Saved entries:
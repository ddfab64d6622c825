// FAQ API endpoint functions.
// Defines the FaqApi seam and implements it over HTTP for the FAQ collection.

use async_trait::async_trait;
use reqwest::StatusCode;
use serde_json::Value;
use tracing::warn;

use crate::error::Result;

use super::client::{FAQ_ENDPOINT, FaqClient};
use super::types::NewFaq;

/// Operations the store needs from the FAQ server.
#[async_trait]
pub trait FaqApi: Send + Sync {
    /// Fetch the collection and decode its body as JSON, whatever the status.
    async fn list(&self) -> Result<Value>;

    /// Post a new entry. Only transport failures are errors; the status is returned as-is.
    async fn submit(&self, faq: &NewFaq) -> Result<StatusCode>;
}

#[async_trait]
impl FaqApi for FaqClient {
    async fn list(&self) -> Result<Value> {
        let response = self.get(FAQ_ENDPOINT).await?;
        let status = response.status();
        if !status.is_success() {
            warn!(%status, "FAQ list returned non-success status, decoding body anyway");
        }

        let body = response.text().await?;
        let value = serde_json::from_str(&body)?;
        Ok(value)
    }

    async fn submit(&self, faq: &NewFaq) -> Result<StatusCode> {
        let response = self.post_json(FAQ_ENDPOINT, faq).await?;
        Ok(response.status())
    }
}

* ABOUT THIS TASK: If the string "response" is in a line of the entries, pick that line out.

* WRITTEN ANSWER:
        let response = self.get(FAQ_ENDPOINT).await?;
        let status = response.status();
        let body = response.text().await?;
        let response = self.post_json(FAQ_ENDPOINT, faq).await?;
        Ok(response.status())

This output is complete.